En ese momento de mi vida, con mis 15 años a cuestas, no comprendía todo el trasfondo de lo que acontecía en el país. Más tarde sí pude comprender, que este enfrentamiento “cívico-militar” entre dominicanos y dominicanas, acaba por convertirse en una “Guerra Patria” contra las tropas invasoras de los Estado Unidos de Norteamérica, aquellos países latinoamericanos que se prestaron a darle legitimidad, y al grupo de militares dominicanos que se opusieron a la “vuelta de la constitucionalidad del 63”.
Mi padre, siempre taciturno, un hombre de pocas palabras, pero sí de acción, esperó la quietud de la mañana para, junto a otros vecinos, dar entierro al cuerpo de dos jóvenes dominicanos que habían ofrendado sus vidas, luchando por un ideal.
Por un buen tiempo, las dos cruces de maderas colocadas encima del promontorio de tierra, fueron la expresión más completa de lo que significa llevar hasta las últimas consecuencias el compromiso por una idea. Ambos encontraron en el fusil, la respuesta a la razón de sus propias vidas.
No hubo despedidas ni discurso ante las tumbas, tampoco el llanto y las lágrimas de una madre y un padre desconsolado, como tampoco de parientes y amigos íntimos, ¡nadie!; nadie que en su legítimo duelo, dijera una palabra de recuerdo, de despedida, solo los rostros silentes de quienes quisieron depositar, y así lo hicieron, en sus tumbas improvisadas, la tierra ensangrentada y mancillada de aquel abril, imposible de borrar.
El tiempo “borró las tumbas” y sus recuerdos. Demasiadas muertes que llorar, además de las ironías de la vida, en ese mismo lugar se construyó el edificio de una empresa llamada Laco. Hace poco tiempo que me llegaron las señas de aquellos dos jóvenes: uno llevaba los apellidos Ledesma Colón y el otro era Ángel Reyes, conocido como “tres patines”. Aunque por mucho tiempo ignoré la suerte de los cuerpos de estos dos jóvenes, y si los mismos fueron inhumados y trasladados a su campo santo y reposo eterno.

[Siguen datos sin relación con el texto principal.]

#[derive(Default)]
pub struct MemoryStore {
    state: Mutex<MemState>,
    #[cfg(test)]
    fail_next_order_insert: std::sync::atomic::AtomicBool,
}

impl MemoryStore {
    pub fn new() -> Self {
        Self::default()
    }

    pub async fn seed_event(&self, event: Event) {
        self.state.lock().await.events.insert(event.id, event);
    }

    pub async fn seed_ticket_type(&self, ticket_type: TicketType) {
        self.state
            .lock()
            .await
            .ticket_types
            .insert(ticket_type.id, ticket_type);
    }

    pub async fn seed_voucher(&self, voucher: Voucher) {
        self.state.lock().await.vouchers.insert(voucher.id, voucher);
    }

    pub async fn voucher_by_code(&self, code: &str) -> Option<Voucher> {
        self.state
            .lock()
            .await
            .vouchers
            .values()
            .find(|v| v.code == code)
            .cloned()
    }

    pub async fn voucher_usages(&self) -> Vec<VoucherUsage> {
        self.state.lock().await.voucher_usages.clone()
    }

    pub async fn wallet_transactions(&self) -> Vec<WalletTransaction> {
        self.state.lock().await.wallet_transactions.clone()
    }

    pub async fn payout_by_code(&self, order_code: i64) -> Option<PayoutRequest> {
        self.state.lock().await.payouts.get(&order_code).cloned()
    }

    /// Credit a host wallet directly, standing in for the payment-settlement
    /// path when a test only exercises the payout side.
    #[cfg(test)]
    pub async fn credit_for_tests(&self, host_id: Uuid, amount: Decimal) {
        let mut state = self.state.lock().await;
        credit_host_wallet(&mut state, host_id, amount, Utc::now());
    }

    /// Make the next `insert_order` fail, for exercising the compensating
    /// paths around order creation.
    #[cfg(test)]
    pub fn fail_next_order_insert(&self) {
        self.fail_next_order_insert
            .store(true, std::sync::atomic::Ordering::SeqCst);
    }
}

fn release_in_state(state: &mut MemState, ticket_type_id: Uuid, qty: i32) {
    if let Some(tt) = state.ticket_types.get_mut(&ticket_type_id) {
        let released = tt.sold_quantity.min(qty);
        if released < qty {
            tracing::warn!(
                ticket_type_id = %ticket_type_id,
                "Release clamped at zero sold count"
            );
        }
        tt.sold_quantity -= released;
    }
}

fn cancel_pending_payment(state: &mut MemState, order_id: Uuid) {
    if let Some(payment) = state
        .payments
        .values_mut()
        .find(|p| p.order_id == order_id && p.status == PaymentStatus::Pending)
    {
        payment.status = PaymentStatus::Cancelled;
    }
}

fn credit_host_wallet(state: &mut MemState, host_id: Uuid, amount: Decimal, now: DateTime<Utc>) {
    let wallet = state
        .wallets
        .entry(host_id)
        .or_insert_with(|| HostWallet::new(host_id, now));
    wallet.balance += amount;
    wallet.available_balance += amount;
}

#[async_trait]
impl CoreStore for MemoryStore {
    async fn get_event(&self, id: Uuid) -> Result<Option<Event>, AppError> {
        Ok(self.state.lock().await.events.get(&id).cloned())
    }

    async fn get_ticket_type(&self, id: Uuid) -> Result<Option<TicketType>, AppError> {
        Ok(self.state.lock().await.ticket_types.get(&id).cloned())
    }

    async fn reserve_tickets(
        &self,
        ticket_type_id: Uuid,
        qty: i32,
        now: DateTime<Utc>,
    ) -> Result<TicketType, AppError> {
        let mut state = self.state.lock().await;
        let tt = state
            .ticket_types
            .get_mut(&ticket_type_id)
            .ok_or_else(|| AppError::NotFound("Ticket type not found".to_string()))?;

        if !tt.sale_open_at(now) {
            return Err(AppError::Conflict("Ticket sale window is closed".to_string()));
        }
        if tt.sold_quantity + qty > tt.total_quantity {
            return Err(AppError::Conflict("Insufficient ticket inventory".to_string()));
        }

        tt.sold_quantity += qty;
        Ok(tt.clone())
    }

    async fn release_tickets(&self, ticket_type_id: Uuid, qty: i32) -> Result<(), AppError> {
        let mut state = self.state.lock().await;
        release_in_state(&mut state, ticket_type_id, qty);
        Ok(())
    }

    async fn apply_voucher(
        &self,
        code: &str,
        order_id: Uuid,
        original_price: Decimal,
        now: DateTime<Utc>,
    ) -> Result<VoucherUsage, AppError> {
        let mut state = self.state.lock().await;
        let voucher = state
            .vouchers
            .values_mut()
            .find(|v| v.code == code)
            .filter(|v| v.usable_at(now))
            .ok_or_else(|| AppError::Conflict("Voucher invalid or expired".to_string()))?;

        if voucher.quantity == 0 {
            return Err(AppError::Conflict("Voucher out of stock".to_string()));
        }

        voucher.quantity -= 1;
        let usage = VoucherUsage {
            id: Uuid::new_v4(),
            voucher_id: voucher.id,
            order_id,
            discount_applied: voucher.discount_for(original_price),
            created_at: now,
        };
        state.voucher_usages.push(usage.clone());
        Ok(usage)
    }

    async fn revoke_voucher_usage(&self, order_id: Uuid) -> Result<(), AppError> {
        let mut state = self.state.lock().await;
        let mut revoked = Vec::new();
        state.voucher_usages.retain(|usage| {
            if usage.order_id == order_id {
                revoked.push(usage.voucher_id);
                false
            } else {
                true
            }
        });
        for voucher_id in revoked {
            if let Some(voucher) = state.vouchers.get_mut(&voucher_id) {
                voucher.quantity += 1;
            }
        }
        Ok(())
    }

    async fn insert_order(&self, order: Order) -> Result<Order, AppError> {
        #[cfg(test)]
        if self
            .fail_next_order_insert
            .swap(false, std::sync::atomic::Ordering::SeqCst)
        {
            return Err(AppError::InternalServerError(
                "Simulated order insert failure".to_string(),
            ));
        }
        let mut state = self.state.lock().await;
        state.orders.insert(order.id, order.clone());
        Ok(order)
    }

    async fn get_order(&self, id: Uuid) -> Result<Option<Order>, AppError> {
        Ok(self.state.lock().await.orders.get(&id).cloned())
    }

    async fn transition_order(
        &self,
        id: Uuid,
        to: OrderStatus,
    ) -> Result<OrderTransition, AppError> {
        let mut state = self.state.lock().await;
        let order = state
            .orders
            .get(&id)
            .cloned()
            .ok_or_else(|| AppError::NotFound("Order not found".to_string()))?;

        if order.status != OrderStatus::Pending {
            return Ok(OrderTransition::NotPending(order));
        }

        if matches!(to, OrderStatus::Cancelled | OrderStatus::Expired) {
            release_in_state(&mut state, order.ticket_type_id, 1);
            cancel_pending_payment(&mut state, id);
        }

        let order = state
            .orders
            .get_mut(&id)
            .ok_or_else(|| AppError::InternalServerError("Order vanished mid-transition".to_string()))?;
        order.status = to;
        Ok(OrderTransition::Applied(order.clone()))
    }

    async fn list_expirable_orders(
        &self,
        cutoff: DateTime<Utc>,
    ) -> Result<Vec<Uuid>, AppError> {
        Ok(self
            .state
            .lock()
            .await
            .orders
            .values()
            .filter(|o| o.status == OrderStatus::Pending && o.created_at < cutoff)
            .map(|o| o.id)
            .collect())
    }

    async fn insert_payment(&self, payment: Payment) -> Result<Payment, AppError> {
        let mut state = self.state.lock().await;
        let order = state
            .orders
            .get(&payment.order_id)
            .ok_or_else(|| AppError::NotFound("Order not found".to_string()))?;
        if order.status != OrderStatus::Pending {
            return Err(AppError::Conflict(format!(
                "Order is {} and cannot accept a payment",
                order.status.as_str()
            )));
        }
        state.payments.insert(payment.id, payment.clone());
        Ok(payment)
    }

    async fn get_payment_by_order(&self, order_id: Uuid) -> Result<Option<Payment>, AppError> {
        Ok(self
            .state
            .lock()
            .await
            .payments
            .values()
            .find(|p| p.order_id == order_id)
            .cloned())
    }

    async fn settle_payment(
        &self,
        order_code: i64,
        success: bool,
    ) -> Result<SettleOutcome, AppError> {
        let mut state = self.state.lock().await;
        let payment = state
            .payments
            .values()
            .find(|p| p.order_code == order_code)
            .cloned()
            .ok_or_else(|| AppError::NotFound("Payment not found".to_string()))?;

        if payment.status.is_terminal() {
            return Ok(SettleOutcome::AlreadyProcessed(payment));
        }

        let mut order = state
            .orders
            .get(&payment.order_id)
            .cloned()
            .ok_or_else(|| AppError::NotFound("Order not found".to_string()))?;

        // A confirmation for an order that already left PENDING must not
        // credit anyone; the payment is closed out instead.
        let new_status = if success && order.status == OrderStatus::Pending {
            PaymentStatus::Paid
        } else {
            PaymentStatus::Cancelled
        };
        let payment = {
            let p = state.payments.get_mut(&payment.id).ok_or_else(|| {
                AppError::InternalServerError("Payment vanished mid-settlement".to_string())
            })?;
            p.status = new_status;
            p.clone()
        };

        if order.status != OrderStatus::Pending {
            return if success {
                Ok(SettleOutcome::OrderClosed { payment, order })
            } else {
                Ok(SettleOutcome::Applied { payment, order })
            };
        }

        if success {
            let host_id = state
                .events
                .get(&order.event_id)
                .map(|e| e.host_id)
                .ok_or_else(|| AppError::NotFound("Event not found".to_string()))?;
            credit_host_wallet(&mut state, host_id, order.total_amount, Utc::now());
            order.status = OrderStatus::Paid;
        } else {
            release_in_state(&mut state, order.ticket_type_id, 1);
            order.status = OrderStatus::Cancelled;
        }
        state.orders.insert(order.id, order.clone());

        Ok(SettleOutcome::Applied { payment, order })
    }

    async fn get_or_create_wallet(&self, host_id: Uuid) -> Result<HostWallet, AppError> {
        let mut state = self.state.lock().await;
        Ok(state
            .wallets
            .entry(host_id)
            .or_insert_with(|| HostWallet::new(host_id, Utc::now()))
            .clone())
    }

    async fn set_wallet_bank(
        &self,
        host_id: Uuid,
        bank_account: String,
        bank_code: String,
    ) -> Result<HostWallet, AppError> {
        let mut state = self.state.lock().await;
        let wallet = state
            .wallets
            .entry(host_id)
            .or_insert_with(|| HostWallet::new(host_id, Utc::now()));
        wallet.bank_account = Some(bank_account);
        wallet.bank_code = Some(bank_code);
        Ok(wallet.clone())
    }

    async fn open_payout(
        &self,
        host_id: Uuid,
        amount: Decimal,
        order_code: i64,
        description: String,
        now: DateTime<Utc>,
    ) -> Result<PayoutRequest, AppError> {
        let mut state = self.state.lock().await;
        let wallet = state
            .wallets
            .entry(host_id)
            .or_insert_with(|| HostWallet::new(host_id, now));

        let (bank_account, bank_code) = match (&wallet.bank_account, &wallet.bank_code) {
            (Some(account), Some(code)) => (account.clone(), code.clone()),
            _ => {
                return Err(AppError::ValidationError(
                    "Wallet has no bank details configured".to_string(),
                ))
            }
        };
        if wallet.available_balance < amount {
            return Err(AppError::Conflict("Insufficient wallet funds".to_string()));
        }

        wallet.available_balance -= amount;
        let wallet_id = wallet.id;

        state.wallet_transactions.push(WalletTransaction {
            id: Uuid::new_v4(),
            wallet_id,
            amount,
            tx_type: WalletTransactionType::Payout,
            status: WalletTransactionStatus::Pending,
            reference_id: order_code,
            description,
            created_at: now,
        });

        let payout = PayoutRequest {
            id: Uuid::new_v4(),
            host_id,
            amount,
            bank_account,
            bank_code,
            order_code,
            status: PayoutStatus::Pending,
            requested_at: now,
            processed_at: None,
        };
        state.payouts.insert(order_code, payout.clone());
        Ok(payout)
    }

    async fn finalize_payout(
        &self,
        order_code: i64,
        success: bool,
        now: DateTime<Utc>,
    ) -> Result<PayoutOutcome, AppError> {
        let mut state = self.state.lock().await;
        let payout = state
            .payouts
            .get(&order_code)
            .cloned()
            .ok_or_else(|| AppError::NotFound("Payout request not found".to_string()))?;

        if payout.status.is_terminal() {
            return Ok(PayoutOutcome::AlreadyProcessed(payout));
        }

        let tx_status = if success {
            WalletTransactionStatus::Completed
        } else {
            WalletTransactionStatus::Failed
        };
        if let Some(tx) = state
            .wallet_transactions
            .iter_mut()
            .find(|t| t.reference_id == order_code && t.status == WalletTransactionStatus::Pending)
        {
            tx.status = tx_status;
        }

        if !success {
            if let Some(wallet) = state.wallets.get_mut(&payout.host_id) {
                wallet.available_balance += payout.amount;
            }
        }

        let payout = state.payouts.get_mut(&order_code).ok_or_else(|| {
            AppError::InternalServerError("Payout vanished mid-finalization".to_string())
        })?;
        payout.status = if success {
            PayoutStatus::Success
        } else {
            PayoutStatus::Failure
        };
        payout.processed_at = Some(now);
        Ok(PayoutOutcome::Applied(payout.clone()))
    }
}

Mucho tiempo después, y confirmada la información por la misma persona que construyó el edificio, el cuerpo de Ángel Reyes aún continúa en su “tumba improvisada”.
Finalmente, en la memoria de algunos de los que estuvimos presentes allí siendo adolescentes, aún perdura el recuerdo de aquella tarde y madrugada del 65, bajo la tenue lluvia que cubría “la ciudad” como un llanto materno, colocando flores y encendiendo velas, por la memoria de quienes dijeron ¡presente!, cuando las circunstancias así se lo demandaron.